Je crois que de nombreux membres de l’Église qui occupent aujourd’hui des postes à haute responsabilité sont des disciples du collègue anonyme du professeur Joseph Ratzinger.

Alors que faire ? Voici quelques passages d’un discours prononcé par le pape Benoît XVI devant les communautés du Chemin néocatéchuménal le 20 janvier 2012.

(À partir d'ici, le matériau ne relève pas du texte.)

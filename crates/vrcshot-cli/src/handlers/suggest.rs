use anyhow::Result;

use vrcshot_runtime::QueryService;

use crate::args::OutputFormat;
use crate::context::ExecutionContext;
use crate::output::render_json;

pub fn worlds(
    ctx: &ExecutionContext,
    format: OutputFormat,
    prefix: &str,
    limit: usize,
) -> Result<()> {
    let db = ctx.open_db()?;
    let names = QueryService::new(&db).suggest_world_names(prefix, limit)?;
    render_names(format, &names)
}

pub fn players(
    ctx: &ExecutionContext,
    format: OutputFormat,
    prefix: &str,
    limit: usize,
) -> Result<()> {
    let db = ctx.open_db()?;
    let names = QueryService::new(&db).suggest_player_names(prefix, limit)?;
    render_names(format, &names)
}

fn render_names(format: OutputFormat, names: &[String]) -> Result<()> {
    match format {
        OutputFormat::Plain => {
            for name in names {
                println!("{}", name);
            }
        }
        OutputFormat::Json => render_json(&names)?,
    }
    Ok(())
}
use chrono::NaiveDateTime;
use serde::{Deserialize, Serialize};

use crate::ids::{InstanceId, PlayerId, PlayerName, WorldId};

/// One world-join session as persisted in the derived store.
///
/// A session's end is implicit: the `joined_at` of the next session in
/// `joined_at` order, or open-ended for the most recent one. The
/// `(world_id, instance_id, joined_at)` tuple is unique, which is what makes
/// replaying the same log history a no-op.
#[derive(Debug, Clone, PartialEq, Eq, Serialize, Deserialize)]
pub struct WorldJoinSession {
    pub id: i64,
    pub world_id: WorldId,
    pub instance_id: Option<InstanceId>,
    /// Display name from the companion room line, when one was seen
    pub world_name: Option<String>,
    pub joined_at: NaiveDateTime,
    pub created_at: NaiveDateTime,
}

/// Direction of a player movement fact
#[derive(Debug, Clone, Copy, PartialEq, Eq, Serialize, Deserialize)]
#[serde(rename_all = "snake_case")]
pub enum PlayerFactKind {
    Join,
    Leave,
}

impl PlayerFactKind {
    pub fn as_str(&self) -> &'static str {
        match self {
            PlayerFactKind::Join => "join",
            PlayerFactKind::Leave => "leave",
        }
    }

    pub fn from_store(raw: &str) -> Option<Self> {
        match raw {
            "join" => Some(PlayerFactKind::Join),
            "leave" => Some(PlayerFactKind::Leave),
            _ => None,
        }
    }
}

/// A raw player join/leave fact.
///
/// Deliberately not tied to a session by foreign key: membership is computed
/// at read time by interval containment, so late-arriving log files with
/// earlier timestamps never force a rewrite of existing rows.
#[derive(Debug, Clone, PartialEq, Eq, Serialize, Deserialize)]
pub struct PlayerFact {
    pub id: i64,
    pub kind: PlayerFactKind,
    pub player_name: PlayerName,
    pub player_id: Option<PlayerId>,
    pub occurred_at: NaiveDateTime,
}

/// One indexed screenshot. `taken_at` and the dimensions come from the
/// filename grammar, never from filesystem metadata.
#[derive(Debug, Clone, PartialEq, Eq, Serialize, Deserialize)]
pub struct PhotoRecord {
    pub id: i64,
    pub photo_path: String,
    pub taken_at: NaiveDateTime,
    pub width: u32,
    pub height: u32,
    pub created_at: NaiveDateTime,
    pub updated_at: NaiveDateTime,
}

/// A player's stay within one world-join session, derived at query time
#[derive(Debug, Clone, PartialEq, Eq, Serialize, Deserialize)]
pub struct PlayerSession {
    pub player_name: PlayerName,
    pub player_id: Option<PlayerId>,
    pub joined_at: NaiveDateTime,
    /// None when no matching leave was logged before the session boundary
    pub left_at: Option<NaiveDateTime>,
}
use notify::{Event, EventKind, PollWatcher, RecursiveMode, Watcher};
use std::path::{Path, PathBuf};
use std::sync::mpsc::{Receiver, Sender, channel};
use std::thread::JoinHandle;
use std::time::Duration;

use crate::Result;

/// Coalesced change notification from the watched directories
#[derive(Debug, Clone, Copy, PartialEq, Eq)]
pub enum ActivityEvent {
    /// A log file under the log directory changed
    Logs,
    /// A screenshot under one of the photo roots changed
    Photos,
}

/// Filesystem watcher over the log directory and photo roots.
///
/// Raw notify events arrive per file write; a VRChat session or a photo
/// burst produces hundreds of them. The worker thread folds them into dirty
/// flags and flushes at the debounce tick, so the receiver sees at most one
/// `Logs` and one `Photos` event per quiet period. The caller feeds these
/// through the sync gate, which drops triggers that land mid-run.
pub struct WorkspaceWatcher {
    _watcher: PollWatcher,
    _handle: JoinHandle<()>,
    rx: Receiver<ActivityEvent>,
}

impl WorkspaceWatcher {
    pub fn start(
        log_dir: Option<PathBuf>,
        photo_roots: Vec<PathBuf>,
        debounce: Duration,
    ) -> Result<Self> {
        let (tx_out, rx_out) = channel();
        let (tx_fs, rx_fs) = channel();

        let config = notify::Config::default().with_poll_interval(Duration::from_millis(1000));

        let mut watcher = PollWatcher::new(
            move |res: std::result::Result<Event, notify::Error>| {
                if let Ok(event) = res {
                    let _ = tx_fs.send(event);
                }
            },
            config,
        )?;

        if let Some(dir) = &log_dir
            && dir.exists()
        {
            watcher.watch(dir, RecursiveMode::NonRecursive)?;
        }
        for root in &photo_roots {
            if root.exists() {
                watcher.watch(root, RecursiveMode::Recursive)?;
            }
        }

        let handle = std::thread::Builder::new()
            .name("workspace-watcher".to_string())
            .spawn(move || {
                let mut logs_dirty = false;
                let mut photos_dirty = false;
                loop {
                    match rx_fs.recv_timeout(debounce) {
                        Ok(event) => {
                            classify_event(&event, &log_dir, &mut logs_dirty, &mut photos_dirty);
                        }
                        Err(std::sync::mpsc::RecvTimeoutError::Timeout) => {
                            if !flush(&tx_out, &mut logs_dirty, &mut photos_dirty) {
                                break;
                            }
                        }
                        Err(std::sync::mpsc::RecvTimeoutError::Disconnected) => break,
                    }
                }
            })?;

        Ok(Self {
            _watcher: watcher,
            _handle: handle,
            rx: rx_out,
        })
    }

    pub fn receiver(&self) -> &Receiver<ActivityEvent> {
        &self.rx
    }
}

fn classify_event(
    event: &Event,
    log_dir: &Option<PathBuf>,
    logs_dirty: &mut bool,
    photos_dirty: &mut bool,
) {
    if !matches!(event.kind, EventKind::Create(_) | EventKind::Modify(_)) {
        return;
    }
    for path in &event.paths {
        if is_log_path(path, log_dir) {
            *logs_dirty = true;
        } else if is_photo_path(path) {
            *photos_dirty = true;
        }
    }
}

/// Returns false once the receiving side is gone
fn flush(tx: &Sender<ActivityEvent>, logs_dirty: &mut bool, photos_dirty: &mut bool) -> bool {
    if std::mem::take(logs_dirty) && tx.send(ActivityEvent::Logs).is_err() {
        return false;
    }
    if std::mem::take(photos_dirty) && tx.send(ActivityEvent::Photos).is_err() {
        return false;
    }
    true
}

fn is_log_path(path: &Path, log_dir: &Option<PathBuf>) -> bool {
    let under_log_dir = log_dir.as_ref().is_some_and(|dir| path.starts_with(dir));
    under_log_dir
        && path
            .file_name()
            .and_then(|n| n.to_str())
            .is_some_and(|n| n.starts_with("output_log_") && n.ends_with(".txt"))
}

fn is_photo_path(path: &Path) -> bool {
    path.file_name()
        .and_then(|n| n.to_str())
        .and_then(vrcshot_sources::photos::parse_photo_file_name)
        .is_some()
}

#[cfg(test)]
mod tests {
    use super::*;

    #[test]
    fn test_path_classification() {
        let log_dir = Some(PathBuf::from("/vrchat/logs"));
        assert!(is_log_path(
            Path::new("/vrchat/logs/output_log_2024-01-15_09-58-00.txt"),
            &log_dir
        ));
        assert!(!is_log_path(Path::new("/vrchat/logs/Player.log"), &log_dir));
        assert!(!is_log_path(
            Path::new("/elsewhere/output_log_x.txt"),
            &log_dir
        ));

        assert!(is_photo_path(Path::new(
            "/photos/VRChat_2024-01-15_10-15-30.123_1920x1080.png"
        )));
        assert!(!is_photo_path(Path::new("/photos/IMG_1234.png")));
    }
}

Apporter le Christ aux hommes et apporter les hommes au Christ: tel est ce qui anime toute œuvre évangélisatrice. Vous l’accomplissez sur un chemin qui aide à faire redécouvrir à celui qui a déjà reçu le baptême, la beauté de la vie de foi, la joie d’être chrétiens. Le fait de «suivre le Christ» exige l’aventure personnelle de la recherche de sa Personne, d’aller avec Lui, mais comporte également de sortir de l’enfermement du moi, de briser l’individualisme qui caractérise souvent la société de notre temps, pour remplacer l’égoïsme par la communauté de l’homme nouveau en Jésus Christ. Et cela se produit dans une profonde relation personnelle avec Lui, dans l’écoute de sa parole, en parcourant le chemin qu’il nous a indiqué, mais cela a lieu également indissociablement en croyant avec son Eglise, avec ses saints, chez qui se fait toujours à nouveau connaître le véritable visage de l’Epouse du Christ.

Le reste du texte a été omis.